(Records excerpted from a collection)
|---|

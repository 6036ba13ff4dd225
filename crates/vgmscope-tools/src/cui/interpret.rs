use std::fs;
use std::io::Read;
use std::path::{Path, PathBuf};

use anyhow::Context;
use vgmscope::chip::dx7::adapt_snapshot;
use vgmscope::chip::state::{PresetDump, PresetTracker, Ym2612State};
use vgmscope::{HeaderParser, VgmCommand};

/// File name for a dump: `chNN-SSSS.txt`.
fn dump_file_name(dump: &PresetDump) -> String {
    format!("ch{:02}-{:04}.txt", dump.channel, dump.sequence)
}

fn write_dump(output: &Path, dump: &PresetDump, dx7: bool) -> anyhow::Result<PathBuf> {
    let name = dump_file_name(dump);
    let path = output.join(&name);

    let mut text = dump.snapshot.to_string();
    if dx7 {
        let stem = name.trim_end_matches(".txt");
        text.push_str(&adapt_snapshot(stem, &dump.snapshot).to_string());
    }

    fs::write(&path, text)
        .with_context(|| format!("failed to write snapshot: {}", path.display()))?;
    tracing::info!(path = %path.display(), "wrote snapshot");
    Ok(path)
}

/// Result of an interpret run.
#[derive(Debug, Default)]
pub struct InterpretReport {
    /// Snapshot files written, in emission order.
    pub written: Vec<PathBuf>,
    /// Body parse errors logged along the way.
    pub errors: usize,
}

/// Replay the YM2612 writes of a VGM stream and write every selected
/// channel voice into `output`.
///
/// Body errors are logged and counted; replay continues past them as long
/// as the stream keeps advancing, and the final voices are flushed either
/// way.
pub fn interpret_vgm<R: Read>(
    path: Option<&Path>,
    reader: R,
    output: &Path,
    dx7: bool,
) -> anyhow::Result<InterpretReport> {
    fs::create_dir_all(output)
        .with_context(|| format!("failed to create output directory: {}", output.display()))?;

    let (mut body, header) = HeaderParser::open(path, reader)
        .parse()
        .context("failed to parse VGM header")?;
    if header.ym2612_clock.is_none() {
        tracing::warn!("header declares no YM2612 clock");
    }

    let mut state = Ym2612State::new();
    let mut tracker = PresetTracker::new(&state);
    let mut report = InterpretReport::default();

    loop {
        let start = body.offset();
        match body.parse() {
            Ok(VgmCommand::Eof) => break,
            Ok(VgmCommand::Ym2612Port0Write { register, value }) => {
                state.write_port0(register, value)
            }
            Ok(VgmCommand::Ym2612Port1Write { register, value }) => {
                state.write_port1(register, value)
            }
            Ok(_) => continue,
            Err(e) => {
                for err in &e {
                    tracing::error!(offset = err.offset, "{}", err.message);
                }
                report.errors += e.len();
                if body.offset() == start {
                    tracing::error!(offset = start, "stream did not advance, stopping");
                    break;
                }
                continue;
            }
        }
        for dump in tracker.observe(&state) {
            report.written.push(write_dump(output, &dump, dx7)?);
        }
    }
    for dump in tracker.finish(&state) {
        report.written.push(write_dump(output, &dump, dx7)?);
    }

    tracing::info!(
        files = report.written.len(),
        errors = report.errors,
        "interpret finished"
    );
    Ok(report)
}
//! VGM header
//!
//! This module defines `VgmHeader`, the in-memory representation of the
//! fixed 64-byte VGM main header, together with the field layout used
//! by the header parser.
//!
//! Contents and responsibilities:
//! - `VgmHeaderField` enumerates the header fields read by the parser
//!   and their on-disk offsets and lengths.
//! - `VgmHeader` holds decoded values. Relative offsets stored in the
//!   file are already resolved to absolute stream positions.
//! - `SUPPORTED_VERSIONS` lists the format versions the parser accepts.
//!
//! Notes:
//! - A raw data offset of `0` resolves to `12`, not to the end of the
//!   header. Command decoding still begins at byte 64 in that case
//!   because the header is always read in full.
//! - Zero clocks mean the chip is not used and are stored as `None`.

/// Magic bytes at the start of every VGM file.
pub const VGM_MAGIC: [u8; 4] = *b"Vgm ";

/// Format versions accepted by the header parser.
pub const SUPPORTED_VERSIONS: [u32; 6] = [0x150, 0x151, 0x160, 0x161, 0x170, 0x171];

/// Size in bytes of the header fields the parser reads.
pub const VGM_HEADER_SIZE: u64 = 0x40;

/// Enum identifying header fields and their on-disk offsets.
#[derive(Copy, Clone, Debug, PartialEq, Eq)]
pub enum VgmHeaderField {
    Ident,
    EofOffset,
    Version,
    Sn76489Clock,
    Ym2413Clock,
    Gd3Offset,
    TotalSamples,
    LoopOffset,
    LoopSamples,
    SampleRate,
    SnFb,
    Snw,
    Sf,
    Ym2612Clock,
    Ym2151Clock,
    DataOffset,
    SegaPcmClock,
    SpcmInterface,
}

impl VgmHeaderField {
    pub fn offset(self) -> u64 {
        match self {
            VgmHeaderField::Ident => 0x00,
            VgmHeaderField::EofOffset => 0x04,
            VgmHeaderField::Version => 0x08,
            VgmHeaderField::Sn76489Clock => 0x0C,
            VgmHeaderField::Ym2413Clock => 0x10,
            VgmHeaderField::Gd3Offset => 0x14,
            VgmHeaderField::TotalSamples => 0x18,
            VgmHeaderField::LoopOffset => 0x1C,
            VgmHeaderField::LoopSamples => 0x20,
            VgmHeaderField::SampleRate => 0x24,
            VgmHeaderField::SnFb => 0x28,
            VgmHeaderField::Snw => 0x2A,
            VgmHeaderField::Sf => 0x2B,
            VgmHeaderField::Ym2612Clock => 0x2C,
            VgmHeaderField::Ym2151Clock => 0x30,
            VgmHeaderField::DataOffset => 0x34,
            VgmHeaderField::SegaPcmClock => 0x38,
            VgmHeaderField::SpcmInterface => 0x3C,
        }
    }

    /// Return the length in bytes for this field as stored in the header.
    pub fn len(self) -> u64 {
        match self {
            VgmHeaderField::SnFb => 2,
            VgmHeaderField::Snw | VgmHeaderField::Sf => 1,
            _ => 4,
        }
    }

    /// Position immediately after this field.
    pub fn end(self) -> u64 {
        self.offset() + self.len()
    }

    /// Value added to a non-zero relative offset stored in this field to
    /// obtain an absolute stream position.
    pub fn relative_base(self) -> Option<u64> {
        match self {
            VgmHeaderField::EofOffset
            | VgmHeaderField::Gd3Offset
            | VgmHeaderField::LoopOffset
            | VgmHeaderField::DataOffset => Some(self.offset()),
            _ => None,
        }
    }
}

/// Decoded VGM header.
#[derive(Clone, Debug, PartialEq, Eq, Default)]
pub struct VgmHeader {
    /// Absolute position of the end of the file.
    pub eof_offset: u64,
    pub version: u32,
    pub sn76489_clock: Option<u32>,
    pub ym2413_clock: Option<u32>,
    /// Absolute position of the GD3 tag, if any.
    pub gd3_offset: Option<u64>,
    pub sample_count: u32,
    /// Absolute loop position, if the track loops.
    pub loop_offset: Option<u64>,
    pub loop_sample_count: Option<u32>,
    pub rate: u32,
    pub sn76489_feedback: u16,
    pub sn76489_shift_register_width: u8,
    pub sn76489_flags: u8,
    pub ym2612_clock: Option<u32>,
    pub ym2151_clock: Option<u32>,
    /// Absolute position where the command stream starts.
    pub data_offset: u64,
    pub sega_pcm_clock: Option<u32>,
    pub sega_pcm_interface_register: u32,
}

impl VgmHeader {
    /// Returns true when `version` is in `SUPPORTED_VERSIONS`.
    pub fn is_supported_version(version: u32) -> bool {
        SUPPORTED_VERSIONS.contains(&version)
    }

    /// Render the version as `major.minor`, e.g. `1.50` for `0x150`.
    pub fn version_string(&self) -> String {
        format!("{:x}.{:02x}", self.version >> 8, self.version & 0xFF)
    }

    /// Returns true when reserved opcodes 0x40–0x4E carry two payload
    /// bytes instead of one.
    pub fn has_wide_reserved_40(&self) -> bool {
        self.version >= 0x160
    }

    /// Duration in seconds at the nominal 44100 Hz sample rate.
    pub fn duration_secs(&self) -> f64 {
        f64::from(self.sample_count) / 44100.0
    }
}

/// Resolve a raw relative offset read from `field`.
///
/// Returns `None` when the raw value is zero.
pub(crate) fn resolve_offset(field: VgmHeaderField, raw: u32) -> Option<u64> {
    let base = field.relative_base()?;
    (raw != 0).then(|| u64::from(raw) + base)
}

/// Treat a zero clock as "chip not present".
pub(crate) fn clock(raw: u32) -> Option<u32> {
    (raw != 0).then_some(raw)
}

|---|

■ PROBLEM TO SOLVE:
Begin at the line that has "self.version >= 0x160" in the entries above; stop after the line that has "let base = field.relative_base()?;". Transcribe exactly those lines and no others.

■ RESULT FOR THIS TASK:
        self.version >= 0x160
    }

    /// Duration in seconds at the nominal 44100 Hz sample rate.
    pub fn duration_secs(&self) -> f64 {
        f64::from(self.sample_count) / 44100.0
    }
}

/// Resolve a raw relative offset read from `field`.
///
/// Returns `None` when the raw value is zero.
pub(crate) fn resolve_offset(field: VgmHeaderField, raw: u32) -> Option<u64> {
    let base = field.relative_base()?;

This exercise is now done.